Opinion polling in British Columbia has shown that the province had greater support for cannabis legalization than any other Canadian province. A 2012 Angus Reid Public Opinion poll found that 61 percent of British Columbians supported the legalization of Cannabis, compared to 53 percent in the rest of Canada.

==Cannabis legalized for recreational use==
Cannabis in Canada has been legal for medicinal purposes since 2001 under conditions outlined in the Marihuana for Medical Purposes Regulations, later superseded by the Access to Cannabis for Medical Purposes Regulations, issued by Health Canada and seed, grain, and fibre production was permitted under licence by Health Canada.

The federal Cannabis Act, legalizing cannabis for recreational use, came into effect on 17 October 2018. Each province and territory set its own laws for various aspects, such as the legal age, whether householders can grow cannabis and the method of retail sales. The latter aspect varies as to ownership of retail outlets (by the provincial government or private enterprise) but all provinces and territories include an option for on-line sales.

After public consultation, British Columbia released a provincial regulatory framework for the sale and use of cannabis for recreational use. The framework proposed the minimum age to possess, purchase and consume cannabis would be 19 years old, which is the same age to buy alcohol. There would be a government-run wholesale distribution model, although private and publicly run retail stores would operate. Cannabis consumption would be allowed in any public area where vaping and smoking is permitted, however, if the area is frequented by children, cannabis would be banned. Drug impaired driving will continue to be illegal.

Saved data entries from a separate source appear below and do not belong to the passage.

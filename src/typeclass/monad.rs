//! Monad type class - sequencing dependent fallible steps.
//!
//! `flat_map` feeds the payload of one step into the next step and stops at
//! the first absence or failure: once a step fails, no later step runs. A
//! chain of N `flat_map`s evaluates at most N steps.
//!
//! `Validated` deliberately has no `Monad` instance. A step that needs the
//! result of a previous one cannot also accumulate that previous step's
//! errors, so sequential validation goes through `Result` (see
//! [`Validated::into_result`](crate::validation::Validated::into_result)).
//!
//! # Laws
//!
//! ```text
//! pure(a).flat_map(f) == f(a)                                   (left identity)
//! m.flat_map(pure) == m                                         (right identity)
//! m.flat_map(f).flat_map(g) == m.flat_map(|x| f(x).flat_map(g)) (associativity)
//! ```
//!
//! # Examples
//!
//! ```rust
//! use typedomain::typeclass::Monad;
//!
//! let parse = |raw: &str| raw.parse::<i32>().map_err(|_| "not a number");
//! let positive = |n: i32| if n > 0 { Ok(n) } else { Err("not positive") };
//!
//! assert_eq!(parse("7").flat_map(positive), Ok(7));
//! assert_eq!(parse("x").flat_map(positive), Err("not a number"));
//! ```

use super::applicative::Applicative;

/// An applicative whose steps may depend on earlier results.
pub trait Monad: Applicative {
    /// Feeds the payload into `function`, short-circuiting on failure.
    fn flat_map<B, F>(self, function: F) -> Self::WithType<B>
    where
        F: FnOnce(Self::Inner) -> Self::WithType<B>;
}

impl<A> Monad for Option<A> {
    #[inline]
    fn flat_map<B, F>(self, function: F) -> Option<B>
    where
        F: FnOnce(A) -> Option<B>,
    {
        self.and_then(function)
    }
}

impl<T, E: Clone> Monad for Result<T, E> {
    #[inline]
    fn flat_map<B, F>(self, function: F) -> Result<B, E>
    where
        F: FnOnce(T) -> Result<B, E>,
    {
        self.and_then(function)
    }
}

#[cfg(test)]
mod tests {
    use super::*;
    use rstest::rstest;
    use std::cell::Cell;

    #[rstest]
    fn result_flat_map_stops_at_first_failure() {
        let calls = Cell::new(0);
        let fails = |_: i32| -> Result<i32, &'static str> {
            calls.set(calls.get() + 1);
            Err("step one failed")
        };
        let succeeds = |x: i32| -> Result<i32, &'static str> {
            calls.set(calls.get() + 1);
            Ok(x + 1)
        };

        let result = Ok(1).flat_map(fails).flat_map(succeeds);

        assert_eq!(result, Err("step one failed"));
        assert_eq!(calls.get(), 1);
    }

    #[rstest]
    fn option_flat_map_none_skips_step() {
        assert_eq!(None::<i32>.flat_map(|x| Some(x + 1)), None);
        assert_eq!(Some(1).flat_map(|x| Some(x + 1)), Some(2));
    }
}
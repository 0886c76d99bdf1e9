//! Implementation of the `#[derive(Lenses)]` macro.
//!
//! Generates one `{field}_lens()` constructor per named field. Aggregate
//! roots use these to expose their child collection.

use proc_macro::TokenStream;
use proc_macro2::TokenStream as TokenStream2;
use quote::{format_ident, quote};
use syn::{parse_macro_input, Data, DeriveInput, Fields, Generics, Ident};

/// Main implementation of the Lenses derive macro.
pub fn derive_lenses_impl(input: TokenStream) -> TokenStream {
    let input = parse_macro_input!(input as DeriveInput);

    let expanded = match &input.data {
        Data::Struct(data_struct) => {
            generate_struct_lenses(&input.ident, &input.generics, &data_struct.fields)
        }
        Data::Enum(_) => syn::Error::new_spanned(
            &input.ident,
            "Lenses can only be derived for structs, not enums. Use #[derive(Prisms)] for enums.",
        )
        .to_compile_error(),
        Data::Union(_) => {
            syn::Error::new_spanned(&input.ident, "Lenses cannot be derived for unions.")
                .to_compile_error()
        }
    };

    TokenStream::from(expanded)
}

fn generate_struct_lenses(name: &Ident, generics: &Generics, fields: &Fields) -> TokenStream2 {
    let Fields::Named(named_fields) = fields else {
        return syn::Error::new_spanned(
            name,
            "Lenses can only be derived for structs with named fields.",
        )
        .to_compile_error();
    };

    let lens_methods = named_fields.named.iter().filter_map(|field| {
        let field_name = field.ident.as_ref()?;
        let field_type = &field.ty;
        let method_name = format_ident!("{}_lens", field_name);
        let doc = format!("A lens on the `{field_name}` field.");

        Some(quote! {
            #[doc = #doc]
            #[inline]
            #[must_use]
            pub fn #method_name() -> impl ::typedomain::optics::Lens<Self, #field_type> + Clone {
                ::typedomain::optics::FunctionLens::new(
                    |source: &Self| &source.#field_name,
                    |mut source: Self, value: #field_type| {
                        source.#field_name = value;
                        source
                    },
                )
            }
        })
    });

    let (impl_generics, type_generics, where_clause) = generics.split_for_impl();

    quote! {
        impl #impl_generics #name #type_generics #where_clause {
            #(#lens_methods)*
        }
    }
}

In early October 2018, BC released its final set of rules and plans, replacing the July 2018 Interim Licensing Regulation. The new release provides specifics as to the licensing of stores and marketers, background checks, and enforcement methods and penalties for non-compliance by companies which have a licence. The regulations include a maximum household possession limit of 1,000 grams but only 30 grams in public, no smoking or vaping in indoor public places (except in designated rooms), provincial parks, near schools, in vehicles, on boats, near bus stops, and within six meters of any doorway, window or air intake. (There are fewer restrictions as to where cannabis for medical use may be consumed.) Cannabis products that are allowed to be sold include oils, such as capsules tinctures and topical products
cannabis plants or cannabis seeds, cannabis products marketed for pets and soap or bath products containing cannabis. Initially, there was only one cannabis store in B.C. (Kamloops) operated by the government, but over 100 private retailers had applied for licences. Stores will require municipal consent prior to approval.